(Title Undecided)

By kaitbannan

93 4 5

Existing in life is easy. Living it, now that's the hard part. More

(Title Undecided)

93 4 5
By kaitbannan

I wake up when my 5 am alarm goes off.  It used to be harder to get up, but now that I've been doing it for a year, it's second nature. I love the feeling of the dawn approaching, creeping into the sky until suddenly, like the dimmer on a light switch, the sky transforms from a dark gray to a hazy blue.

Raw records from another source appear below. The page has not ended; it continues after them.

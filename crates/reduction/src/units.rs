//! Unit conversion.
//!
//! Balance exports arrive in imperial units; everything downstream works in SI.

use tracing::warn;
use tunnel_core::config::AmbientConfig;

/// Newtons per pound-force.
pub const LBF_TO_N: f64 = 4.44822;

/// Newton-metres per inch-pound-force.
pub const IN_LBF_TO_N_M: f64 = 0.1129848333;

/// Pounds per square foot in one pascal.
pub const PSF_PER_PA: f64 = 0.020885;

/// Convert a force from lbf to N.
#[inline]
pub fn lbf_to_newton(lbf: f64) -> f64 {
    lbf * LBF_TO_N
}

/// Convert a moment from in*lbf to N*m.
#[inline]
pub fn in_lbf_to_newton_metre(in_lbf: f64) -> f64 {
    in_lbf * IN_LBF_TO_N_M
}

/// Convert a pressure from psf to Pa.
#[inline]
pub fn psf_to_pascal(psf: f64) -> f64 {
    psf / PSF_PER_PA
}

/// Apply a scalar conversion to every sample.
pub fn convert_all(values: &[f64], f: impl Fn(f64) -> f64) -> Vec<f64> {
    values.iter().map(|&v| f(v)).collect()
}

/// Converter bound to the ambient conditions of a test.
#[derive(Debug, Clone)]
pub struct UnitConverter {
    /// Air density (kg/m^3).
    density: f64,
}

impl UnitConverter {
    /// Create a converter, deriving density from the ideal gas law.
    pub fn new(ambient: &AmbientConfig) -> Self {
        Self {
            density: ambient.density(),
        }
    }

    /// Air density used for velocity (kg/m^3).
    pub fn density(&self) -> f64 {
        self.density
    }

    /// Free-stream velocity (m/s) from dynamic pressure (Pa).
    ///
    /// Slightly negative readings from sensor noise are taken by magnitude.
    #[inline]
    pub fn dynamic_pressure_to_velocity(&self, q_pa: f64) -> f64 {
        (2.0 * q_pa.abs() / self.density).sqrt()
    }

    /// Velocity for every dynamic pressure sample.
    pub fn velocities(&self, q_pa: &[f64]) -> Vec<f64> {
        let negative = q_pa.iter().filter(|&&q| q < 0.0).count();
        if negative > 0 {
            warn!(negative, "Negative dynamic pressure samples taken by magnitude");
        }
        convert_all(q_pa, |q| self.dynamic_pressure_to_velocity(q))
    }

    /// Forces from lbf to N.
    pub fn forces_to_si(&self, lbf: &[f64]) -> Vec<f64> {
        convert_all(lbf, lbf_to_newton)
    }

    /// Moments from in*lbf to N*m.
    pub fn moments_to_si(&self, in_lbf: &[f64]) -> Vec<f64> {
        convert_all(in_lbf, in_lbf_to_newton_metre)
    }

    /// Pressures from psf to Pa.
    pub fn pressures_to_si(&self, psf: &[f64]) -> Vec<f64> {
        convert_all(psf, psf_to_pascal)
    }
}

impl Default for UnitConverter {
    fn default() -> Self {
        Self::new(&AmbientConfig::default())
    }
}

            The birds seem to be the only other souls awake.  The world still dreaming, asleep in their beds; hanging on to the last threads of slumber before they fray away completely.  I stretch as I stand up, shivering against the light breeze that blows in through my cracked window.  I retrieve a pair of yoga pants from the pile of clothes that never seems to leave the floral armchair in the corner of my room, and pull them on. Changing into a sports bra and a tank top, I don my running shoes, and slip out the door.

            Running is one of the best feelings in the world.  That is, when you can actually do it.  I remember back to a year ago when running became a necessity; when it was so hard to even run around the block without gasping for air.  This makes me push even harder, and I can feel my brunette ponytail slapping against my back, hear the clap of my feet against the pavement.  Running has a sort of rhythm to it, a steadiness you can lose yourself in.  That must be why I dance too, I think.  Every school night, five days a week.  Modern, jazz, ballet, you name it.  It's one of the few things in life that I can pour myself into and completely escape for a few hours.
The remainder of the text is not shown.